The statement on which the claim is based does not say that evolution cannot explain consciousness or free will. The actual statement is:
What is truly a miracle, in the pejorative sense of an event having no rational connection with what has gone before, is the emergence of a being with consciousness, free will, and a capacity to understand the laws of nature in a universe which in the beginning contained only matter in mindless motion.
Basically, Johnson is saying that a naturalistic origin of consciousness is more of a miracle than is a supernatural one.
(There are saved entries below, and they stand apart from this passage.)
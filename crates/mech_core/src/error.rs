//! Error types for the construction rules engine.
//!
//! These are configuration errors: broken formula data, unknown catalog
//! entries, out-of-range dice. A user building an illegal unit never sees
//! one of these; illegal choices are reported as
//! [`ValidationIssue`](crate::validation::ValidationIssue) values instead.

use thiserror::Error;

/// Result type alias using [`MechError`].
pub type Result<T> = std::result::Result<T, MechError>;

/// Top-level error type for all rules-engine configuration errors.
#[derive(Debug, Clone, PartialEq, Error)]
pub enum MechError {
    /// A formula referenced a context field the caller did not supply.
    #[error("Formula requires context field '{0}' which is not present")]
    MissingContextField(String),

    /// A divide formula was configured with a zero or negative divisor.
    #[error("Formula on field '{field}' has non-positive divisor {divisor}")]
    NonPositiveDivisor {
        /// Field the formula divides.
        field: String,
        /// The offending divisor.
        divisor: f64,
    },

    /// A MIN or MAX formula was configured with no sub-formulas.
    #[error("{0} formula has no sub-formulas")]
    EmptyFormulaList(&'static str),

    /// An EQUALS_WEIGHT formula was evaluated before the weight was known.
    #[error("Slot formula references the component weight before it was computed")]
    WeightUnavailable,

    /// No catalog definition exists for a component type.
    #[error("Unknown {category} type: {type_name}")]
    UnknownComponent {
        /// Catalog category that was searched.
        category: String,
        /// Type tag that was not found.
        type_name: String,
    },

    /// No equipment record exists for an id.
    #[error("Unknown equipment id: {0}")]
    UnknownEquipment(String),

    /// A dice roll outside the table's domain.
    #[error("Roll {roll} is outside the table range {min}..={max}")]
    InvalidRoll {
        /// The roll supplied.
        roll: u8,
        /// Lowest legal roll.
        min: u8,
        /// Highest legal roll.
        max: u8,
    },

    /// Data file parsing error.
    #[error("Failed to parse data file '{path}': {message}")]
    DataParseError {
        /// Path (or label) of the data that failed to parse.
        path: String,
        /// Error message.
        message: String,
    },

    /// A calculation left the fixed-point range.
    #[error("Arithmetic overflow computing {0}")]
    ArithmeticOverflow(String),

    /// Invalid engine state that a rule table cannot represent.
    #[error("Invalid state: {0}")]
    InvalidState(String),
}

impl MechError {
    /// Build an [`MechError::ArithmeticOverflow`] naming the quantity.
    pub fn overflow(what: impl Into<String>) -> Self {
        Self::ArithmeticOverflow(what.into())
    }

    /// Build an [`MechError::UnknownComponent`] from any displayable type tag.
    pub fn unknown_component(category: impl Into<String>, type_name: impl std::fmt::Display) -> Self {
        Self::UnknownComponent {
            category: category.into(),
            type_name: type_name.to_string(),
        }
    }
}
The accuracy of the claim as stated depends on the nature of consciousness. If consciousness is nothing but a function of the brain, then the only issue is whether evolution could have produced the human brain. If, however, consciousness is separate from the brain, evolution clearly could not have produced it.
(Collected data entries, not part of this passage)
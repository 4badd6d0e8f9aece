//! # Mech Core
//!
//! Deterministic BattleMech construction rules engine.
//!
//! This crate contains **only** rules logic:
//! - No rendering
//! - No IO
//! - No randomness (dice rolls are explicit inputs)
//! - No floating-point math (uses fixed-point)
//!
//! Every calculation is a pure function of a [`unit::UnitSnapshot`], the
//! [`catalog::ComponentCatalog`] and an injected
//! [`equipment::EquipmentLookup`].
//!
//! ## Crate Structure
//!
//! - [`formula`] - Declarative weight/slot formulas and their evaluator
//! - [`catalog`] - Structural component definitions
//! - [`construction`] - The ordered construction pipeline
//! - [`allocation`] - Critical-slot accounting and placement rules
//! - [`compatibility`] - Tech base, rules level and era checks
//! - [`validation`] - Rule registry and orchestrator
//! - [`battle_value`], [`cost`], [`heat`], [`combat`] - Derived statistics and tables

#![forbid(unsafe_code)]
#![warn(missing_docs)]
#![warn(clippy::all, clippy::pedantic)]

pub mod allocation;
pub mod battle_value;
pub mod catalog;
pub mod combat;
pub mod compatibility;
pub mod construction;
pub mod cost;
pub mod equipment;
pub mod error;
pub mod formula;
pub mod heat;
pub mod location;
pub mod math;
pub mod mounts;
pub mod repair;
pub mod tech;
pub mod unit;
pub mod validation;
pub mod variable_equipment;

/// Re-export commonly used types
pub mod prelude {
    pub use crate::battle_value::{battle_value, BattleValueBreakdown};
    pub use crate::catalog::{
        catalog, ArmorType, CockpitType, ComponentCatalog, ComponentType, EngineType, GyroType,
        HeatSinkType, MovementEnhancementType, StructureType,
    };
    pub use crate::construction::{construct, ConstructionResult, ConstructionStepResult};
    pub use crate::cost::{calculate_cost, CostBreakdown};
    pub use crate::equipment::{
        EquipmentCategory, EquipmentLookup, EquipmentRecord, StaticEquipmentLookup,
    };
    pub use crate::error::{MechError, Result};
    pub use crate::location::MechLocation;
    pub use crate::math::Fixed;
    pub use crate::repair::apply_auto_repairs;
    pub use crate::tech::{RulesLevel, TechBase, TechBaseMode};
    pub use crate::unit::{MountedEquipment, UnitSnapshot};
    pub use crate::validation::{
        RuleRegistry, Severity, ValidationIssue, ValidationOptions, ValidationResult, Validator,
        ValidatorConfig,
    };
}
The answer to this question is largely philosophical, and it probably cannot be answered by studying the brain or by any other observation. If consciousness is separate from the brain, the person’s mind and brain work closely together, such that what affects one affects the other. The result is that when the mind acts the brain reacts and when something affects the brain it influences the mind.
The interpretation of evidence depends on one's starting assumptions. The simple fact is that observations of the brain would be the same whether or not the mind and brain are separate or the same thing. As a result, questions about the nature of the mind cannot be answered by observation; they will always remain purely philosophical.